Required work:
From the first line onward, reproduce the records exactly; the final line to include is the one holding "fn section_label(raw: Option<&str>, index: usize)".

Material for this task:
·····

impl fmt::Display for ParsedPaper {
    fn fmt(&self, f: &mut fmt::Formatter<'_>) -> fmt::Result {
        write!(
            f,
            "{} questions, {} marks, {} minutes",
            self.questions.len(),
            self.total_marks,
            self.duration_minutes
        )
    }
}

fn section_label(raw: Option<&str>, index: usize) -> String {
    let label = raw.map(str::trim).unwrap_or_default();
    let label = label
        .strip_prefix("Section ")
        .or_else(|| label.strip_prefix("SECTION "))
        .unwrap_or(label)
        .trim();
    if label.is_empty() {
        // Fall back to positional labels A, B, C...
        ((b'A' + (index % 26) as u8) as char).to_string()
    } else {
        label.to_string()
    }
}

/// Check the parsed value has the shape of a paper.
pub fn validate_paper(value: &Value) -> Result<GeneratedPaper> {
    let Some(object) = value.as_object() else {
        return Err(ExamError::InvalidStructure("expected a JSON object".into()));
    };
    if !object.get("sections").is_some_and(Value::is_array) {
        return Err(ExamError::InvalidStructure("missing sections".into()));
    }
    if !object.contains_key("duration_minutes") && !object.contains_key("duration") {
        return Err(ExamError::InvalidStructure("missing duration_minutes".into()));
    }
    serde_json::from_value(value.clone()).map_err(|e| ExamError::InvalidStructure(e.to_string()))
}

/// Flatten sections into questions numbered 1..=n in section order.
pub fn flatten_questions(paper: &GeneratedPaper, pattern: &ExamPattern) -> Result<Vec<Question>> {
    let mut questions = Vec::new();
    for (index, section) in paper.sections.iter().enumerate() {
        let label = section_label(section.section.as_deref(), index);
        let spec = pattern.section(&label);
        for generated in &section.questions {
            let number = questions.len() + 1;
            let text = generated
                .question_text
                .as_deref()
                .map(str::trim)
                .filter(|t| !t.is_empty())
                .ok_or_else(|| {
                    ExamError::InvalidStructure(format!("question {number} has no text"))
                })?;

            let question_type = match generated.question_type.as_deref() {
                Some(raw) => match raw.parse::<QuestionType>() {
                    Ok(t) => t,
                    Err(e) => spec.map(|s| s.question_type).ok_or_else(|| {
                        ExamError::InvalidStructure(format!("question {number}: {e}"))
                    })?,
                },
                None => spec.map(|s| s.question_type).ok_or_else(|| {
                    ExamError::InvalidStructure(format!("question {number} has no type"))
                })?,
            };

            let marks = generated
                .marks
                .or(spec.map(|s| s.marks_each))
                .ok_or_else(|| {
                    ExamError::InvalidStructure(format!("question {number} has no marks"))
                })?;

            let alternative_text = generated
                .alternative_question_text
                .as_deref()
                .map(str::trim)
                .filter(|t| !t.is_empty())
                .map(str::to_string);

            questions.push(Question {
                id: Uuid::new_v4(),
                section: label.clone(),
                sequence_number: number as u32,
                text: text.to_string(),
                question_type,
                marks,
                has_internal_choice: generated.has_internal_choice && alternative_text.is_some(),
                alternative_text,
                options: generated.options.clone(),
                correct_answer: generated
                    .correct_answer
                    .as_deref()
                    .map(str::trim)
                    .filter(|a| !a.is_empty())
                    .map(str::to_string),
            });
        }
    }

    if questions.is_empty() {
        return Err(ExamError::InvalidStructure("paper has no questions".into()));
    }
    Ok(questions)
}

·····

Result of this task:
impl fmt::Display for ParsedPaper {
    fn fmt(&self, f: &mut fmt::Formatter<'_>) -> fmt::Result {
        write!(
            f,
            "{} questions, {} marks, {} minutes",
            self.questions.len(),
            self.total_marks,
            self.duration_minutes
        )
    }
}

fn section_label(raw: Option<&str>, index: usize) -> String {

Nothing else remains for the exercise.